There is limited research on the impact of surgery on the cancer-specific survival (CSS) of patients with malignant thymoma and concurrent or previous extrathymic malignancies (PMTEMs). This retrospective analysis evaluated the prognostic value of surgery in PMTEMs.

Methods

Data were sourced from the SEER database, encompassing PMTEMs aged 20–90 with confirmed diagnoses and comprehensive clinical information. Patients were categorized into surgical (n = 105) and nonsurgical (n = 25) groups. Propensity score matching (PSM) was employed to mitigate selection bias, resulting in well-balanced baseline characteristics between the groups. Kaplan–Meier curves and the log-rank test were used to investigate the prognostic value of surgery in PMTEMs.

Results

Using PSM, the matching of characteristics between the surgical and nonsurgical groups was well-balanced, ensuring the reliability of subsequent analyses.
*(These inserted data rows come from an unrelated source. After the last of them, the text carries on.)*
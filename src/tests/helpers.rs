//! Test helper utilities and common functionality.

use crate::arch::HostPort;
use crate::config::KernelConfig;
use crate::kernel::Kernel;
use crate::thread::Priority;
use alloc::boxed::Box;
use alloc::sync::Arc;
use alloc::vec::Vec;

/// Priority of the test thread once the kernel is started.
pub(crate) const MAIN_PRIORITY: Priority = Priority::new(10);

/// Leak a kernel and start it with the calling thread as main.
pub(crate) fn boot() -> &'static Kernel<HostPort> {
    boot_with(KernelConfig::new().main_priority(MAIN_PRIORITY))
}

pub(crate) fn boot_with(config: KernelConfig) -> &'static Kernel<HostPort> {
    let kernel = leak(Kernel::new(HostPort::new(), config));
    kernel.start().unwrap();
    kernel
}

/// Leak a value so kernel threads can borrow it for `'static`.
pub(crate) fn leak<T>(value: T) -> &'static T {
    Box::leak(Box::new(value))
}

/// Ordered record of what each thread observed.
///
/// Only one kernel thread executes at a time and none switches while
/// holding the lock, so the lock is never contended.
pub(crate) struct Trace<T> {
    events: Arc<spin::Mutex<Vec<T>>>,
}

impl<T> Clone for Trace<T> {
    fn clone(&self) -> Self {
        Self {
            events: self.events.clone(),
        }
    }
}

impl<T> Trace<T> {
    pub(crate) fn new() -> Self {
        Self {
            events: Arc::new(spin::Mutex::new(Vec::new())),
        }
    }

    pub(crate) fn push(&self, event: T) {
        self.events.lock().push(event);
    }

    pub(crate) fn take(&self) -> Vec<T> {
        core::mem::take(&mut *self.events.lock())
    }
}
//! Poll: immediate readiness, blocking waits, single-poller enforcement.

#[cfg(test)]
mod poll_tests {
    use crate::errors::PollError;
    use crate::poll::{PollEvent, PollMode, PollSignal, PollState, PollType, Pollable};
    use crate::sync::{Fifo, Semaphore};
    use crate::tests::helpers::{boot, leak, Trace};
    use crate::thread::Priority;
    use crate::time::Timeout;
    use alloc::vec;

    struct Objects {
        sem: Semaphore,
        fifo: Fifo<u32>,
        signal: PollSignal,
    }

    impl Objects {
        fn new() -> Self {
            Self {
                sem: Semaphore::new(0, 1),
                fifo: Fifo::new(),
                signal: PollSignal::new(),
            }
        }

        fn events(&self) -> [PollEvent<'_>; 3] {
            [
                PollEvent::new(PollType::SemAvailable, PollMode::NotifyOnly, &self.sem).with_tag(1),
                PollEvent::new(PollType::FifoDataAvailable, PollMode::NotifyOnly, &self.fifo)
                    .with_tag(2),
                PollEvent::new(PollType::Signal, PollMode::NotifyOnly, &self.signal).with_tag(3),
            ]
        }

        fn any_registered(&self) -> bool {
            self.sem.poller_slot().is_registered()
                || self.fifo.poller_slot().is_registered()
                || self.signal.poller_slot().is_registered()
        }
    }

    fn states(events: &[PollEvent<'_>]) -> vec::Vec<PollState> {
        events.iter().map(|event| event.state).collect()
    }

    #[test]
    fn test_immediately_ready_events() {
        let kernel = boot();
        let objects = Objects::new();
        objects.sem.give(kernel);
        objects.fifo.put(kernel, 7);
        objects.signal.raise(kernel, 0x1337);

        let mut events = objects.events();
        assert_eq!(kernel.poll(&mut events, Timeout::NoWait), Ok(()));
        assert_eq!(
            states(&events),
            vec![
                PollState::SemAvailable,
                PollState::FifoDataAvailable,
                PollState::Signaled
            ]
        );
        assert_eq!(events.iter().map(|e| e.tag).collect::<vec::Vec<_>>(), vec![1, 2, 3]);

        // Consume everything and clear the states before polling again.
        assert!(objects.sem.take(kernel, Timeout::NoWait).is_ok());
        assert_eq!(objects.fifo.get(kernel, Timeout::NoWait), Some(7));
        assert_eq!(objects.signal.check(kernel), (true, 0x1337));
        objects.signal.reset(kernel);
        assert!(!objects.signal.check(kernel).0);
        events.iter_mut().for_each(|event| event.reset());

        assert_eq!(kernel.poll(&mut events, Timeout::NoWait), Err(PollError::TimedOut));
        assert_eq!(states(&events), vec![PollState::NotReady; 3]);
        assert!(!objects.any_registered());
    }

    #[test]
    fn test_poll_times_out_and_unregisters() {
        let kernel = boot();
        let objects = Objects::new();
        let mut events = objects.events();

        assert_eq!(kernel.poll(&mut events, Timeout::ticks(5)), Err(PollError::TimedOut));
        assert_eq!(kernel.uptime_ticks(), 5);
        assert_eq!(states(&events), vec![PollState::NotReady; 3]);
        assert!(!objects.any_registered());
    }

    #[test]
    fn test_poller_woken_by_higher_priority_producer() {
        let kernel = boot();
        let objects = leak(Objects::new());
        let trace = Trace::new();

        let t = trace.clone();
        kernel
            .spawn(Some("producer"), Priority::new(5), move || {
                // Give the poller time to block.
                kernel.sleep(Timeout::ticks(1));
                objects.sem.give(kernel);
                objects.fifo.put(kernel, 3);
                objects.signal.raise(kernel, 1);
                t.push("produced");
            })
            .unwrap();

        let mut events = objects.events();
        let timeout = kernel.timeout(crate::time::Duration::from_secs(1));
        assert_eq!(kernel.poll(&mut events, timeout), Ok(()));

        assert_eq!(trace.take(), vec!["produced"]);
        assert_eq!(
            states(&events),
            vec![
                PollState::SemAvailable,
                PollState::FifoDataAvailable,
                PollState::Signaled
            ]
        );
        assert_eq!(events.iter().map(|e| e.tag).collect::<vec::Vec<_>>(), vec![1, 2, 3]);
        assert_eq!(kernel.uptime_ticks(), 1);
        assert!(!objects.any_registered());
        assert_eq!(objects.signal.check(kernel), (true, 1));

        // Drain, reset, and wait again: nothing arrives this time.
        assert!(objects.sem.take(kernel, Timeout::NoWait).is_ok());
        assert_eq!(objects.fifo.get(kernel, Timeout::NoWait), Some(3));
        objects.signal.reset(kernel);
        events.iter_mut().for_each(|event| event.reset());

        assert_eq!(kernel.poll(&mut events, Timeout::ticks(1)), Err(PollError::TimedOut));
        assert_eq!(states(&events), vec![PollState::NotReady; 3]);
        assert_eq!(events.iter().map(|e| e.tag).collect::<vec::Vec<_>>(), vec![1, 2, 3]);
        assert_eq!(kernel.uptime_ticks(), 2);
        assert!(!objects.any_registered());
    }

    #[test]
    fn test_bulk_put_wakes_poller() {
        let kernel = boot();
        let fifo: &'static Fifo<u32> = leak(Fifo::new());
        let trace = Trace::new();

        let t = trace.clone();
        kernel
            .spawn(Some("poller"), Priority::new(5), move || {
                let mut events =
                    [PollEvent::new(PollType::FifoDataAvailable, PollMode::NotifyOnly, fifo)];
                let result = kernel.poll(&mut events, Timeout::Forever);
                t.push((result, events[0].state, fifo.len(kernel)));
            })
            .unwrap();
        assert!(fifo.poller_slot().is_registered());

        fifo.put_list(kernel, [1, 2]);
        // The poller ran before the bulk put returned here.
        assert_eq!(trace.take(), vec![(Ok(()), PollState::FifoDataAvailable, 2)]);
        assert!(!fifo.poller_slot().is_registered());
        assert_eq!(fifo.get(kernel, Timeout::NoWait), Some(1));
        assert_eq!(fifo.get(kernel, Timeout::NoWait), Some(2));
    }

    #[test]
    fn test_events_become_ready_one_at_a_time() {
        let kernel = boot();
        let objects = leak(Objects::new());
        let trace = Trace::new();

        let t = trace.clone();
        kernel
            .spawn(Some("producer"), Priority::new(12), move || {
                objects.signal.raise(kernel, 5);
                t.push("raised");
                objects.sem.give(kernel);
                t.push("given");
            })
            .unwrap();

        let mut events = [
            PollEvent::new(PollType::SemAvailable, PollMode::NotifyOnly, &objects.sem),
            PollEvent::new(PollType::Signal, PollMode::NotifyOnly, &objects.signal),
        ];

        // The producer is less urgent, so the raise switches straight back here.
        assert_eq!(kernel.poll(&mut events, Timeout::Forever), Ok(()));
        trace.push("woke on signal");
        assert_eq!(states(&events), vec![PollState::NotReady, PollState::Signaled]);

        objects.signal.reset(kernel);
        events.iter_mut().for_each(|event| event.reset());
        assert_eq!(kernel.poll(&mut events, Timeout::Forever), Ok(()));
        trace.push("woke on sem");
        assert_eq!(states(&events), vec![PollState::SemAvailable, PollState::NotReady]);

        assert_eq!(trace.take(), vec!["woke on signal", "raised", "woke on sem"]);
    }

    #[test]
    fn test_second_poller_gets_address_in_use() {
        let kernel = boot();
        let sem = leak(Semaphore::new(0, 1));
        let trace = Trace::new();

        let t = trace.clone();
        kernel
            .spawn(Some("first poller"), Priority::new(5), move || {
                let mut events = [PollEvent::new(PollType::SemAvailable, PollMode::NotifyOnly, sem)];
                let result = kernel.poll(&mut events, Timeout::Forever);
                let taken = sem.take(kernel, Timeout::NoWait);
                t.push((result, events[0].state, taken.is_ok()));
            })
            .unwrap();
        assert!(sem.poller_slot().is_registered());

        let mut events = [PollEvent::new(PollType::SemAvailable, PollMode::NotifyOnly, sem)];
        assert_eq!(
            kernel.poll(&mut events, Timeout::ticks(10)),
            Err(PollError::AddressInUse)
        );
        assert_eq!(events[0].state, PollState::AddressInUse);
        assert_eq!(kernel.uptime_ticks(), 0);

        // The first registration survived: giving wakes the first poller.
        sem.give(kernel);
        assert_eq!(
            trace.take(),
            vec![(Ok(()), PollState::SemAvailable, true)]
        );
        assert_eq!(sem.count(kernel), 0);
        assert!(!sem.poller_slot().is_registered());
    }

    #[test]
    fn test_same_object_twice_in_one_call() {
        let kernel = boot();
        let objects = Objects::new();
        let mut events = [
            PollEvent::new(PollType::Signal, PollMode::NotifyOnly, &objects.signal),
            PollEvent::new(PollType::SemAvailable, PollMode::NotifyOnly, &objects.sem),
            PollEvent::new(PollType::Signal, PollMode::NotifyOnly, &objects.signal),
        ];

        assert_eq!(
            kernel.poll(&mut events, Timeout::Forever),
            Err(PollError::AddressInUse)
        );
        assert_eq!(
            states(&events),
            vec![PollState::NotReady, PollState::NotReady, PollState::AddressInUse]
        );
        assert!(!objects.any_registered());
    }

    #[test]
    fn test_signal_raised_from_interrupt() {
        let kernel = boot();
        let signal = leak(PollSignal::new());

        kernel
            .spawn(Some("irq source"), Priority::new(12), move || {
                kernel.irq_context(|| signal.raise(kernel, -3));
            })
            .unwrap();

        let mut events = [PollEvent::new(PollType::Signal, PollMode::NotifyOnly, signal)];
        assert_eq!(kernel.poll(&mut events, Timeout::Forever), Ok(()));
        assert_eq!(events[0].state, PollState::Signaled);
        assert_eq!(signal.check(kernel), (true, -3));
    }

    #[test]
    #[should_panic(expected = "no events")]
    fn test_empty_poll_is_fatal() {
        let kernel = boot();
        kernel.poll(&mut [], Timeout::NoWait).ok();
    }

    #[test]
    #[should_panic(expected = "interrupt context")]
    fn test_blocking_poll_in_interrupt_is_fatal() {
        let kernel = boot();
        let sem = Semaphore::new(0, 1);
        kernel.irq_context(|| {
            let mut events = [PollEvent::new(PollType::SemAvailable, PollMode::NotifyOnly, &sem)];
            kernel.poll(&mut events, Timeout::Forever).ok();
        });
    }
}
//! Counting semaphore under contention.

#[cfg(test)]
mod sem_tests {
    use crate::errors::SemError;
    use crate::sync::Semaphore;
    use crate::tests::helpers::{boot, leak, Trace};
    use crate::thread::Priority;
    use crate::time::Timeout;
    use alloc::vec;

    #[test]
    fn test_give_wakes_waiter_without_counting() {
        let kernel = boot();
        let sem = leak(Semaphore::new(0, 1));
        let trace = Trace::new();

        let t = trace.clone();
        kernel
            .spawn(Some("taker"), Priority::new(5), move || {
                t.push(sem.take(kernel, Timeout::Forever));
            })
            .unwrap();

        sem.give(kernel);
        assert_eq!(trace.take(), vec![Ok(())]);
        assert_eq!(sem.count(kernel), 0);
    }

    #[test]
    fn test_take_times_out() {
        let kernel = boot();
        let sem = Semaphore::new(0, 1);

        assert_eq!(sem.take(kernel, Timeout::NoWait), Err(SemError::Busy));
        assert_eq!(sem.take(kernel, Timeout::ticks(3)), Err(SemError::TimedOut));
        assert_eq!(kernel.uptime_ticks(), 3);
    }

    #[test]
    fn test_most_urgent_waiter_first() {
        let kernel = boot();
        let sem = leak(Semaphore::new(0, 3));
        let trace = Trace::new();

        for prio in [6, 2, 4] {
            let t = trace.clone();
            kernel
                .spawn(None, Priority::new(prio), move || {
                    if sem.take(kernel, Timeout::Forever).is_ok() {
                        t.push(prio);
                    }
                })
                .unwrap();
        }

        for _ in 0..3 {
            sem.give(kernel);
        }
        assert_eq!(trace.take(), vec![2, 4, 6]);
    }

    #[test]
    fn test_give_from_interrupt_to_lower_priority_waiter() {
        let kernel = boot();
        let sem = leak(Semaphore::new(0, 1));
        let trace = Trace::new();

        let t = trace.clone();
        kernel
            .spawn(Some("background"), Priority::new(12), move || {
                if sem.take(kernel, Timeout::Forever).is_ok() {
                    t.push("background");
                }
            })
            .unwrap();
        // Let the background thread block first.
        kernel.sleep(Timeout::ticks(1));

        kernel.irq_context(|| sem.give(kernel));
        trace.push("main");
        kernel.sleep(Timeout::ticks(1));

        assert_eq!(trace.take(), vec!["main", "background"]);
    }
}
Pre-PSM, the CSS in the surgical group was significantly better than that in the nonsurgical group (p <.001). Similarly, according to the post-PSM data, the CSS for PMTEMs in the surgical group remained superior to that in the nonsurgical group, which indicates that the survival advantage of the surgical group persisted after PSM (p =.030). Additionally, PMTEMs with smaller thymomas (≤ 5 cm) had a significant advantage in CSS compared to those with larger thymomas (p = .046).

Conclusions

In conclusion, this study shows that surgery may significantly improve the survival rate of PMTEMs.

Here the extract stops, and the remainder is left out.